The method for manufacturing the battery cell 10 according to the present embodiment includes a housing step of housing the electrode laminate 11 in the exterior body 12, and a sealing step of sealing the sealing part of the exterior body 12 by welding.

The housing step is a step of housing the electrode laminate 11 in the exterior body 12.

The sealing step is a step of sealing the sealing part by bringing the two second layers 12d in the sealing part of the exterior body 12 into contact with each other and welding them at a temperature equal to or higher than the melting point or melting temperature of the resin constituting the inner resin layer. By setting the temperature in the sealing step to the above range, the sealing strength can be stably ensured, and therefore the thickness of the second layer 12d can be reduced. This contributes to improvement of the gas barrier properties of the exterior body 12. The temperature at the time of welding in the sealing step is preferably 200° C. or higher, and the upper limit thereof is preferably lower than the melting temperature of the cycloolefin polymer (COP).
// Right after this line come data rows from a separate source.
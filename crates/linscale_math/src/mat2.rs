//! 2x2 Matrix type
//!
//! Matrices are stored column-major as an array of column vectors, so
//! `m.column(j)` is a plain copy and `m * v` is a weighted sum of columns.
//! Element access is always `(row, col)`, whatever the storage order.

use std::fmt;
use std::ops::{Index, IndexMut};

use bytemuck::{Pod, Zeroable};
use serde::{Serialize, Deserialize};

use crate::Vec2;

/// 2x2 matrix (column-major)
#[repr(C)]
#[derive(Clone, Copy, Debug, Default, PartialEq, Pod, Zeroable, Serialize, Deserialize)]
pub struct Mat2 {
    cols: [Vec2; 2],
}

impl Mat2 {
    pub const ZERO: Self = Self { cols: [Vec2::ZERO; 2] };

    /// Identity matrix
    pub const IDENTITY: Self = Self { cols: [Vec2::X, Vec2::Y] };

    /// Create a matrix from its entries in row-major order
    ///
    /// # Example
    /// ```
    /// use linscale_math::{Mat2, Vec2};
    /// let m = Mat2::new(1.0, 2.0,
    ///                   3.0, 4.0);
    /// assert_eq!(m[(0, 1)], 2.0);
    /// assert_eq!(m.column(0), Vec2::new(1.0, 3.0));
    /// ```
    #[inline]
    pub const fn new(n00: f32, n01: f32, n10: f32, n11: f32) -> Self {
        Self {
            cols: [Vec2::new(n00, n10), Vec2::new(n01, n11)],
        }
    }

    /// Create a matrix whose columns are `c0` and `c1`
    #[inline]
    pub const fn from_columns(c0: Vec2, c1: Vec2) -> Self {
        Self { cols: [c0, c1] }
    }

    /// Diagonal matrix with `d` on the main diagonal
    #[inline]
    pub const fn from_diagonal(d: Vec2) -> Self {
        Self::new(d.x, 0.0, 0.0, d.y)
    }

    /// True when no entry is infinite or NaN
    #[inline]
    pub fn is_finite(&self) -> bool {
        self.cols.iter().all(|c| c.is_finite())
    }

    /// Element at (`row`, `col`), or `None` when either is out of range
    #[inline]
    pub fn get(&self, row: usize, col: usize) -> Option<f32> {
        self.cols.get(col).and_then(|c| c.get(row))
    }

    /// Column `col` as a vector
    ///
    /// # Panics
    /// Panics if `col >= 2`.
    #[inline]
    pub fn column(&self, col: usize) -> Vec2 {
        self.cols[col]
    }

    /// Row `row` as a vector
    ///
    /// # Panics
    /// Panics if `row >= 2`.
    #[inline]
    pub fn row(&self, row: usize) -> Vec2 {
        Vec2::new(self.cols[0][row], self.cols[1][row])
    }
}

impl Index<(usize, usize)> for Mat2 {
    type Output = f32;
    #[inline]
    fn index(&self, (row, col): (usize, usize)) -> &f32 {
        &self.cols[col][row]
    }
}

impl IndexMut<(usize, usize)> for Mat2 {
    #[inline]
    fn index_mut(&mut self, (row, col): (usize, usize)) -> &mut f32 {
        &mut self.cols[col][row]
    }
}

impl fmt::Display for Mat2 {
    fn fmt(&self, f: &mut fmt::Formatter<'_>) -> fmt::Result {
        for i in 0..2 {
            if i > 0 {
                writeln!(f)?;
            }
            let r = self.row(i);
            write!(f, "[{}, {}]", r.x, r.y)?;
        }
        Ok(())
    }
}

// Operator overloads

impl std::ops::Mul<Vec2> for Mat2 {
    type Output = Vec2;
    #[inline]
    fn mul(self, v: Vec2) -> Vec2 {
        self.cols[0] * v.x + self.cols[1] * v.y
    }
}

impl std::ops::Mul for Mat2 {
    type Output = Self;
    #[inline]
    fn mul(self, other: Self) -> Self {
        Self::from_columns(self * other.cols[0], self * other.cols[1])
    }
}

impl std::ops::MulAssign for Mat2 {
    #[inline]
    fn mul_assign(&mut self, other: Self) {
        *self = *self * other;
    }
}

impl std::ops::Mul<f32> for Mat2 {
    type Output = Self;
    #[inline]
    fn mul(self, scalar: f32) -> Self {
        Self::from_columns(self.cols[0] * scalar, self.cols[1] * scalar)
    }
}

impl std::ops::Mul<Mat2> for f32 {
    type Output = Mat2;
    #[inline]
    fn mul(self, m: Mat2) -> Mat2 {
        m * self
    }
}

impl std::ops::MulAssign<f32> for Mat2 {
    #[inline]
    fn mul_assign(&mut self, scalar: f32) {
        self.cols[0] *= scalar;
        self.cols[1] *= scalar;
    }
}

impl std::ops::Div<f32> for Mat2 {
    type Output = Self;
    #[inline]
    fn div(self, scalar: f32) -> Self {
        Self::from_columns(self.cols[0] / scalar, self.cols[1] / scalar)
    }
}

impl std::ops::Add for Mat2 {
    type Output = Self;
    #[inline]
    fn add(self, other: Self) -> Self {
        Self::from_columns(self.cols[0] + other.cols[0], self.cols[1] + other.cols[1])
    }
}

impl std::ops::Sub for Mat2 {
    type Output = Self;
    #[inline]
    fn sub(self, other: Self) -> Self {
        Self::from_columns(self.cols[0] - other.cols[0], self.cols[1] - other.cols[1])
    }
}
Although a preferred embodiment of the present invention has been described above, the present invention is not limited to the above embodiment and can be modified as appropriate.

EXPLANATION OF REFERENCE NUMERALS

• • 11 electrode laminate
  • 12 exterior body
  • 12a outer resin layer
  • 12b metal layer
  • 12c first layer
  • 12d second layer
  • 121 non-facing part
  • 122 facing part

Claims

1. An exterior body for housing an electrode laminate, the exterior body comprising:

a metal layer; an inner resin layer disposed on an inner side of the metal layer; and an outer resin layer disposed on an outer side of the metal layer,

the inner resin layer comprising a first layer comprising a cycloolefin polymer, and

the inner resin layer comprising a facing part facing the electrode laminate in a laminating direction and a non-facing part not facing the electrode laminate, the facing part comprising a region having a thickness in the laminating direction that is smaller than that of the non-facing part.

2. The exterior body according to claim 1,

wherein the non-facing part comprises a sealing part, and

wherein the inner resin layer comprises a second layer comprising a material different from that of the first layer in the sealing part.

3. The exterior body according to claim 1, wherein the metal layer has a thickness greater than or equal to a predetermined thickness.

4. The exterior body according to claim 2, wherein at least a part of the second layer is removed in a region comprising at least the facing part.

5. A battery module comprising a plurality of battery cells stacked, each comprising the electrode laminate housed in the exterior body according to claim 1,

wherein a buffer material is disposed between the plurality of battery cells.

6. A method for manufacturing a battery cell comprising the electrode laminate housed in the exterior body according to claim 1,

the exterior body comprising a sealing part in the non-facing part, and

the method comprising sealing the sealing part by welding at a temperature equal to or higher than a melting point or a melting temperature of a resin constituting the inner resin layer.